= Beginning of Section =

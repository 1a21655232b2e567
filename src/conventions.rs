//! Market conventions: forwards, discounting, moneyness and theta units.
//!
//! Rates are continuously compounded and times are in years throughout the
//! crate. Theta is reported per year; [`theta_per_day`] converts using a
//! 365-day calendar year.

/// Calendar days per year used for per-day theta.
pub const DAYS_PER_YEAR: f64 = 365.0;

/// Compute forward price from spot: F = S · exp(r · T).
pub fn forward_price(spot: f64, rate: f64, expiry: f64) -> f64 {
    spot * (rate * expiry).exp()
}

/// Continuously compounded discount factor exp(−r · T).
pub fn discount_factor(rate: f64, expiry: f64) -> f64 {
    (-rate * expiry).exp()
}

/// Convert a strike to log-moneyness: k = ln(K / F).
pub fn log_moneyness(strike: f64, forward: f64) -> f64 {
    (strike / forward).ln()
}

/// Convert a strike to simple moneyness: m = K / F.
pub fn moneyness(strike: f64, forward: f64) -> f64 {
    strike / forward
}

/// Convert an annual theta to theta per calendar day.
pub fn theta_per_day(theta_per_year: f64) -> f64 {
    theta_per_year / DAYS_PER_YEAR
}

#[cfg(test)]
mod tests {
    use super::*;
    use approx::assert_abs_diff_eq;

    #[test]
    fn forward_and_discount_are_reciprocal() {
        let f = forward_price(100.0, 0.05, 2.0);
        assert_abs_diff_eq!(f * discount_factor(0.05, 2.0), 100.0, epsilon = 1e-12);
    }

    #[test]
    fn atm_forward_has_zero_log_moneyness() {
        let f = forward_price(100.0, 0.03, 0.5);
        assert_abs_diff_eq!(log_moneyness(f, f), 0.0, epsilon = 1e-15);
        assert_abs_diff_eq!(moneyness(f, f), 1.0, epsilon = 1e-15);
    }

    #[test]
    fn theta_per_day_divides_by_calendar_year() {
        assert_abs_diff_eq!(theta_per_day(-365.0), -1.0, epsilon = 1e-15);
    }
}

= End of Section =

§ **Work required**
Retype the records above in full, exactly as they appear.

§ **Task output**
repository 1a21655232b2e567
filename src/conventions.rs
//! Market conventions: forwards, discounting, moneyness and theta units.
//!
//! Rates are continuously compounded and times are in years throughout the
//! crate. Theta is reported per year; [`theta_per_day`] converts using a
//! 365-day calendar year.

/// Calendar days per year used for per-day theta.
pub const DAYS_PER_YEAR: f64 = 365.0;

/// Compute forward price from spot: F = S · exp(r · T).
pub fn forward_price(spot: f64, rate: f64, expiry: f64) -> f64 {
    spot * (rate * expiry).exp()
}

/// Continuously compounded discount factor exp(−r · T).
pub fn discount_factor(rate: f64, expiry: f64) -> f64 {
    (-rate * expiry).exp()
}

/// Convert a strike to log-moneyness: k = ln(K / F).
pub fn log_moneyness(strike: f64, forward: f64) -> f64 {
    (strike / forward).ln()
}

/// Convert a strike to simple moneyness: m = K / F.
pub fn moneyness(strike: f64, forward: f64) -> f64 {
    strike / forward
}

/// Convert an annual theta to theta per calendar day.
pub fn theta_per_day(theta_per_year: f64) -> f64 {
    theta_per_year / DAYS_PER_YEAR
}

#[cfg(test)]
mod tests {
    use super::*;
    use approx::assert_abs_diff_eq;

    #[test]
    fn forward_and_discount_are_reciprocal() {
        let f = forward_price(100.0, 0.05, 2.0);
        assert_abs_diff_eq!(f * discount_factor(0.05, 2.0), 100.0, epsilon = 1e-12);
    }

    #[test]
    fn atm_forward_has_zero_log_moneyness() {
        let f = forward_price(100.0, 0.03, 0.5);
        assert_abs_diff_eq!(log_moneyness(f, f), 0.0, epsilon = 1e-15);
        assert_abs_diff_eq!(moneyness(f, f), 1.0, epsilon = 1e-15);
    }

    #[test]
    fn theta_per_day_divides_by_calendar_year() {
        assert_abs_diff_eq!(theta_per_day(-365.0), -1.0, epsilon = 1e-15);
    }
}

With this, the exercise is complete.